Last night, I was out in our alfalfa field helping a neighbor kid find his drone. Kay's grandma, Barbara was out there with us. When we were done, she comes over and says, "I need your help." On Monday, Adam (her son and Kay's dad) came by to tell her his wife, Amanda, (Kay's mom) doesn't love him anymore. She's having an affair, Won't go to counseling, and wants a divorce. But here's the worst part...she does not want Kay, at all. She's walking away and giving Adam full custody and has zero interest in Kay or being part of her life.

 

Barbara cried. We chatted and I said we'd continue to welcome Kay and to please let me know what else we can do. Barbara is glad there won't be a nasty custody battle. But some day Kay will have to face the fact that her mom abandoned her. Then we prayed together. And hugged.

 

We are not, of course, telling our kids right now. I told DH. But we might need to share a tiny bit in case Kay mentions it to them.

 

Any advice on good words to tell kids about divorce?

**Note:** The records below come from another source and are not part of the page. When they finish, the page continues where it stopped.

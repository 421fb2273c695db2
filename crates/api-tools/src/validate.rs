//! Argument validation against an operation's parameter schema.

use crate::config::Secret;
use crate::error::{DispatchError, Result};
use crate::registry::{Location, MAX_TEXT_CHARS, Operation, Param, ParamType};
use serde_json::{Map, Value};
use url::Url;

/// Arguments that passed validation, with defaults applied and empty values dropped.
#[derive(Debug)]
pub struct ValidatedArgs {
    /// Present values in parameter declaration order (credential excluded).
    pub values: Vec<(&'static Param, Value)>,
    /// Per-call credential override, if supplied.
    pub credential: Option<Secret>,
}

impl ValidatedArgs {
    #[must_use]
    pub fn get(&self, name: &str) -> Option<&Value> {
        self.values
            .iter()
            .find(|(p, _)| p.name == name)
            .map(|(_, v)| v)
    }
}

/// Validate raw call arguments for `op`.
///
/// # Errors
///
/// Returns [`DispatchError::InvalidArgument`] naming the offending parameter when the arguments
/// are not an object, contain an unknown name, miss a required value, or violate a type, range,
/// length, enum, URL or "at least one of" constraint.
pub fn validate_arguments(op: &'static Operation, arguments: &Value) -> Result<ValidatedArgs> {
    let empty = Map::new();
    let args = match arguments {
        Value::Null => &empty,
        Value::Object(map) => map,
        _ => {
            return Err(DispatchError::invalid(
                "arguments",
                "expected a JSON object of named arguments",
            ));
        }
    };

    reject_unknown(op, args)?;

    let mut values = Vec::new();
    let mut credential = None;

    for param in op.params {
        let supplied = args.get(param.name).filter(|v| !is_empty_value(v));
        let value = supplied
            .cloned()
            .or_else(|| param.default.map(|d| d.to_value()));

        let Some(value) = value else {
            if param.required {
                return Err(DispatchError::invalid(param.name, "is required"));
            }
            continue;
        };

        let value = check_value(param, value)?;
        if param.location == Location::Credential {
            credential = value.as_str().and_then(Secret::new);
        } else {
            values.push((param, value));
        }
    }

    if !op.require_any.is_empty()
        && !op
            .require_any
            .iter()
            .any(|name| values.iter().any(|(p, _)| p.name == *name))
    {
        return Err(DispatchError::invalid(
            op.require_any.join("|"),
            format!(
                "provide at least one of: {}",
                op.require_any.join(", ")
            ),
        ));
    }

    Ok(ValidatedArgs { values, credential })
}

/// Absent-equivalent values: omitted from the request so upstream defaults apply.
fn is_empty_value(value: &Value) -> bool {
    match value {
        Value::Null => true,
        Value::String(s) => s.is_empty(),
        Value::Array(a) => a.is_empty(),
        _ => false,
    }
}

fn reject_unknown(op: &Operation, args: &Map<String, Value>) -> Result<()> {
    let Some(unknown) = args.keys().find(|k| op.param(k).is_none()) else {
        return Ok(());
    };

    let known: Vec<&str> = op.params.iter().map(|p| p.name).collect();
    let reason = match find_similar_strings(unknown, &known).first() {
        Some(suggestion) => format!("unknown parameter; did you mean '{suggestion}'?"),
        None if known.is_empty() => "unknown parameter; this operation takes none".to_string(),
        None => format!("unknown parameter; expected one of: {}", known.join(", ")),
    };
    Err(DispatchError::invalid(unknown.as_str(), reason))
}

fn find_similar_strings(unknown: &str, known: &[&str]) -> Vec<String> {
    let mut candidates: Vec<(f64, String)> = known
        .iter()
        .map(|k| (strsim::jaro(unknown, k), (*k).to_string()))
        .filter(|(score, _)| *score > 0.7)
        .collect();
    candidates.sort_by(|a, b| b.0.partial_cmp(&a.0).unwrap_or(std::cmp::Ordering::Equal));
    candidates.into_iter().map(|(_, s)| s).collect()
}

fn check_value(param: &Param, value: Value) -> Result<Value> {
    let name = param.name;
    match param.kind {
        ParamType::String { max_len } => {
            let s = expect_str(name, &value)?;
            check_len(name, s, max_len)?;
            Ok(value)
        }
        ParamType::Enum(allowed) => {
            let s = expect_str(name, &value)?;
            if allowed.contains(&s) {
                Ok(value)
            } else {
                Err(DispatchError::invalid(
                    name,
                    format!("must be one of: {}", allowed.join(", ")),
                ))
            }
        }
        ParamType::Integer { min, max } => {
            let out_of_range =
                || DispatchError::invalid(name, format!("must be an integer between {min} and {max}"));
            let n = as_integer(&value).ok_or_else(out_of_range)?;
            if (min..=max).contains(&n) {
                Ok(Value::from(n))
            } else {
                Err(out_of_range())
            }
        }
        ParamType::StringArray { max_items } => check_string_array(name, value, max_items),
        ParamType::Url => {
            let s = expect_str(name, &value)?;
            check_len(name, s, MAX_TEXT_CHARS)?;
            check_url(name, s)?;
            Ok(value)
        }
    }
}

fn expect_str<'a>(name: &str, value: &'a Value) -> Result<&'a str> {
    value
        .as_str()
        .ok_or_else(|| DispatchError::invalid(name, "must be a string"))
}

fn check_len(name: &str, s: &str, max_len: usize) -> Result<()> {
    if s.chars().count() > max_len {
        return Err(DispatchError::invalid(
            name,
            format!("must be at most {max_len} characters"),
        ));
    }
    Ok(())
}

/// Integers, or floats with no fractional part (some clients send `3.0`).
fn as_integer(value: &Value) -> Option<i64> {
    if let Some(n) = value.as_i64() {
        return Some(n);
    }
    let f = value.as_f64()?;
    #[allow(clippy::cast_possible_truncation)]
    let n = f as i64;
    #[allow(clippy::cast_precision_loss)]
    (f.fract() == 0.0 && (n as f64) == f).then_some(n)
}

/// Arrays of strings. A comma-separated string is accepted and split.
fn check_string_array(name: &str, value: Value, max_items: usize) -> Result<Value> {
    let items: Vec<String> = match value {
        Value::String(s) => s
            .split(',')
            .map(str::trim)
            .filter(|s| !s.is_empty())
            .map(str::to_string)
            .collect(),
        Value::Array(arr) => arr
            .into_iter()
            .map(|v| match v {
                Value::String(s) if !s.is_empty() => Ok(s),
                _ => Err(DispatchError::invalid(
                    name,
                    "must be an array of non-empty strings",
                )),
            })
            .collect::<Result<_>>()?,
        _ => {
            return Err(DispatchError::invalid(
                name,
                "must be an array of strings",
            ));
        }
    };

    if items.len() > max_items {
        return Err(DispatchError::invalid(
            name,
            format!("must have at most {max_items} entries"),
        ));
    }
    Ok(Value::from(items))
}

fn check_url(name: &str, s: &str) -> Result<()> {
    let invalid = || DispatchError::invalid(name, "must be an absolute http(s) URL");
    let url = Url::parse(s).map_err(|_| invalid())?;
    if !matches!(url.scheme(), "http" | "https") || url.host_str().is_none() {
        return Err(invalid());
    }
    Ok(())
}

Other people in their lives have been divorced in the past, but this is the first time a peer (kid) has faced it that they see a lot.

 

Anyway, Kay and Adam will likely move in with Barbara and her husband, Matt. Barbara is a wonderful grandma. So I think Kay will have great influence from her.

 

I'm so sad for that family. Aside from being friendly and welcoming, what should we expect to see happen with Kay? And what else can we do?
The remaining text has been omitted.